【发布时间】:2018-09-26 00:50:16
【问题描述】:
就个人知识而言,我一直在尝试除均值/中值/众数之外的不同插补方法。到目前为止,我能够尝试 KNN、MICE、中值插补方法。有人告诉我,也可以通过聚类方法进行插补,我的互联网搜索找到了一个包,它只找到了研究论文。
我在 Iris 数据集上运行这些插补方法,故意在其中创建缺失值(因为 Iris 没有缺失值)。我对其他方法的做法如下:
data = pd.read_csv("D:/Iris_classification/train.csv")
#Shuffle the data and reset the index
from sklearn.utils import shuffle
data = shuffle(data).reset_index(drop = True)
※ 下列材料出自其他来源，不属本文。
use pyo3::prelude::*;
use pyo3::types::PyDict;

pub struct Axes<'a> {
    ax: &'a PyAny,
}

impl<'a> Axes<'a> {
    pub fn new(ax: &'a PyAny) -> Self {
        Self { ax }
    }

    pub fn set_title(
        &self,
        title: &str,
        kwargs: Option<&PyDict>,
    ) -> PyResult<()> {
        self.ax.call_method("set_title", (title,), kwargs)?;
        Ok(())
    }

    pub fn set_xlabel(
        &self,
        label: &str,
        kwargs: Option<&PyDict>,
    ) -> PyResult<()> {
        self.ax.call_method("set_xlabel", (label,), kwargs)?;
        Ok(())
    }

    pub fn set_ylabel(
        &self,
        label: &str,
        kwargs: Option<&PyDict>,
    ) -> PyResult<()> {
        self.ax.call_method("set_ylabel", (label,), kwargs)?;
        Ok(())
    }

    pub fn set_xscale(&self, value: &str) -> PyResult<()> {
        self.ax.call_method1("set_xscale", (value,))?;
        Ok(())
    }

    pub fn set_yscale(&self, value: &str) -> PyResult<()> {
        self.ax.call_method1("set_yscale", (value,))?;
        Ok(())
    }

    pub fn legend(&self, kwargs: Option<&PyDict>) -> PyResult<()> {
        self.ax.call_method("legend", (), kwargs)?;
        Ok(())
    }

    pub fn plot<X, Y>(
        &self,
        x: Vec<X>,
        y: Vec<Y>,
        fmt: Option<&str>,
        kwargs: Option<&PyDict>,
    ) -> PyResult<()>
    where
        X: IntoPy<PyObject>,
        Y: IntoPy<PyObject>,
    {
        if let Some(fmt) = fmt {
            self.ax.call_method("plot", (x, y, fmt), kwargs)?;
        } else {
            self.ax.call_method("plot", (x, y), kwargs)?;
        };
        Ok(())
    }
}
#Create Independent and dependent matrices
X = data.iloc[:, [0, 1, 2, 3]].values
y = data.iloc[:, 4].values
#train_test_split
from sklearn.cross_validation import train_test_split
X_train, X_test, y_train, y_test = train_test_split(X, y, test_size = 50, random_state = 0)
#Standardize the data
from sklearn.preprocessing import StandardScaler
sc_X = StandardScaler()
X_train = sc_X.fit_transform(X_train)
X_test = sc_X.transform(X_test)
#Impute missing values at random
prop = int(X_train.size * 0.5) #Set the % of values to be replaced
prop1 = int(X_test.size * 0.5)
a = [random.choice(range(X_train.shape[0])) for _ in range(prop)] #Randomly choose indices of the numpy array
b = [random.choice(range(X_train.shape[1])) for _ in range(prop)]
X1_train[a, b] = np.NaN
X1_test[c, d] = np.NaN
然后对于 KNN 插补,我已经完成了
X_train_filled = KNN(3).complete(X_train)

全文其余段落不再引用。